Grande parte das pessoas não sabe que, em marcha à ré, o motor continua girando na mesma direção, somente as rodas giram na direção oposta graças a uma engrenagem intermediária, também chamada de inversora. Muitos pensam que, como acontecia com alguns modelos Saab dos anos 1950, a inversão seja feita com o motor girando no sentido oposto, o que só é possível para motores de dois tempos.

A marcha à ré tem uma relação mais reduzida que as marchas à frente porque o que se pretende é força, não velocidade. Mas por que força? Porque, além de muitas garagens serem subterrâneas e contarem com rampas muito íngremes, a reversão de marcha é usada para tirar o veículo de situações adversas como acidentais saídas de pista, bem como sair de valas e atoleiros.
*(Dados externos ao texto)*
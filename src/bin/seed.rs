use axum_restaurant_api::{
    db::create_pool,
    dto::settings::{AdminCredentials, AppSettings, RestaurantInfo},
};
use serde_json::json;
use uuid::Uuid;

#[tokio::main]
async fn main() -> anyhow::Result<()> {
    dotenvy::dotenv().ok();
    let database_url = std::env::var("DATABASE_URL")?;

    let pool = create_pool(&database_url).await?;
    // Ensure migrations are applied.
    sqlx::migrate!("./migrations").run(&pool).await?;

    seed_settings(&pool).await?;
    seed_menu(&pool).await?;

    println!("Seed completed");
    Ok(())
}

async fn seed_settings(pool: &sqlx::PgPool) -> anyhow::Result<()> {
    let restaurant_info = RestaurantInfo {
        name: "مطعم فودي".to_string(),
        name_fr: "Restaurant Foodie".to_string(),
        phone: "+212 5XX-XXXXXX".to_string(),
        address: "الدار البيضاء، المغرب".to_string(),
        address_fr: "Casablanca, Maroc".to_string(),
        email: "info@foodie.ma".to_string(),
        ..RestaurantInfo::default()
    };

    let groups = [
        ("restaurant_info", serde_json::to_value(restaurant_info)?),
        (
            "admin_credentials",
            serde_json::to_value(AdminCredentials {
                username: "restaurant_admin".to_string(),
                password: "SecurePass@2024!".to_string(),
            })?,
        ),
        ("app_settings", serde_json::to_value(AppSettings::default())?),
    ];

    for (key, value) in groups {
        sqlx::query(
            r#"
            INSERT INTO settings (key, value) VALUES ($1, $2)
            ON CONFLICT (key) DO NOTHING
            "#,
        )
        .bind(key)
        .bind(value)
        .execute(pool)
        .await?;

        println!("Ensured setting {key}");
    }

    Ok(())
}

async fn seed_menu(pool: &sqlx::PgPool) -> anyhow::Result<()> {
    // Only seed an empty catalog; reruns must not duplicate items.
    let count: (i64,) = sqlx::query_as("SELECT COUNT(*) FROM menu_items")
        .fetch_one(pool)
        .await?;
    if count.0 > 0 {
        println!("Menu already seeded");
        return Ok(());
    }

    let items = vec![
        (
            "كسكس",
            "Couscous",
            "كسكس تقليدي بالخضار",
            "Couscous traditionnel aux légumes",
            45.0,
            "أطباق رئيسية",
            "Plats principaux",
            30,
            json!(["سميد", "خضار", "لحم"]),
            json!(["semoule", "légumes", "viande"]),
        ),
        (
            "طاجين",
            "Tajine",
            "طاجين لحم بالبرقوق",
            "Tajine de viande aux pruneaux",
            60.0,
            "أطباق رئيسية",
            "Plats principaux",
            45,
            json!(["لحم", "برقوق", "لوز"]),
            json!(["viande", "pruneaux", "amandes"]),
        ),
        (
            "شاي بالنعناع",
            "Thé à la menthe",
            "شاي أخضر منعش",
            "Thé vert rafraîchissant",
            10.0,
            "مشروبات",
            "Boissons",
            5,
            json!(["شاي أخضر", "نعناع", "سكر"]),
            json!(["thé vert", "menthe", "sucre"]),
        ),
    ];

    for (name, name_fr, desc, desc_fr, price, category, category_fr, prep, ing, ing_fr) in items {
        sqlx::query(
            r#"
            INSERT INTO menu_items
                (id, name, name_fr, description, description_fr, price,
                 category, category_fr, preparation_time, ingredients, ingredients_fr)
            VALUES ($1, $2, $3, $4, $5, $6, $7, $8, $9, $10, $11)
            ON CONFLICT DO NOTHING
            "#,
        )
        .bind(Uuid::new_v4())
        .bind(name)
        .bind(name_fr)
        .bind(desc)
        .bind(desc_fr)
        .bind(price)
        .bind(category)
        .bind(category_fr)
        .bind(prep)
        .bind(ing)
        .bind(ing_fr)
        .execute(pool)
        .await?;
    }

    println!("Seeded menu items");
    Ok(())
}
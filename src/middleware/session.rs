use axum::extract::FromRequestParts;

use crate::error::AppError;

/// Session identity for cart endpoints. The front end owns session issuance;
/// this service only needs a stable opaque id per client.
#[derive(Debug, Clone)]
pub struct SessionId(pub String);

impl<S> FromRequestParts<S> for SessionId
where
    S: Send + Sync,
{
    type Rejection = AppError;
    async fn from_request_parts(
        parts: &mut axum::http::request::Parts,
        _state: &S,
    ) -> Result<Self, Self::Rejection> {
        let value = parts
            .headers
            .get("x-session-id")
            .and_then(|v| v.to_str().ok())
            .map(str::trim)
            .filter(|s| !s.is_empty())
            .ok_or_else(|| AppError::Validation("missing x-session-id header".to_string()))?;

        Ok(SessionId(value.to_string()))
    }
}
Talvez Donald Trump não saiba de tudo isso, talvez saiba e não consiga estabelecer uma correlação entre a transmissão de um automóvel e o desenvolvimento de um país. Daí ele crer que seja possível engatar uma marcha à ré na História e levar um país de volta aos dias de glória. Justiniano tentou fazer isso em Roma e se deu mal. Aboliu o catolicismo como religião imperial, repôs os antigos deuses nos andores e tentou achacar os membros do império com mais impostos e expurgos das cabeças louras de seus exércitos. Nada disso fez a História retroceder, mesmo porque se essa volta fosse possível, História deixaria de ser.

Para entender a falha de raciocínio de Trump, tomemos apenas um exemplo, o aço. O que terá feito com que as siderúrgicas americanas perdessem competitividade entre os anos 1970 e 1980? Foram dois fatores básicos, o teor de ferro dos minérios disponíveis na américa do Norte. Enquanto as melhores jazidas dos Estados Unidos e Canadá atingem os 60% de ferrita (FE2O3), as jazidas brasileiras e australianas chegam aos 80%.
Além disso as melhores jazidas de carvão mineral necessário à redução do ferro já se esgotaram, ao passo que a China está assentada sobre depósitos virtualmente inesgotáveis, enquanto o Brasil consegue reduzir o carvão da madeira, produzindo o aço mais verde do mundo. O minério de ferro brasileiro é tão melhor que o americano que compensa enviá-lo para o outro lado do mundo. Recentemente, encontraram-se novas jazidas no Mato Grosso e no Nordeste, sendo as mais promissoras as da região de Craíbas (AL).

Enquanto a China tiver carvão e o Brasil tiver minério de qualidade insuperável, enquanto China e Brasil tiverem os melhores acordos de comércio internacional, o aço desses dois países será imbatível, e o mercado mundial será inundado por aço brasileiro ou chinês. Tamanha qualidade favorece a indústria estadunidense. Pôr impostos sobre o aço importado é, portanto, penalizar a própria cadeia industrial à jusante, incluindo a fabricação de automóveis.

O que aqui se referiu vale também para o alumínio, cuja percentagem em peso e volume na indústria de automóveis vem subindo a cada década. De novo, a qualidade das jazidas brasileiras de bauxita é insuperável, além de usarmos energia elétrica barata e limpa para reduzi-lo. Reta perguntar se é justificável envergar um boné do MAGA (“Make America Grate Again”), enquanto sua indústria se esmaga.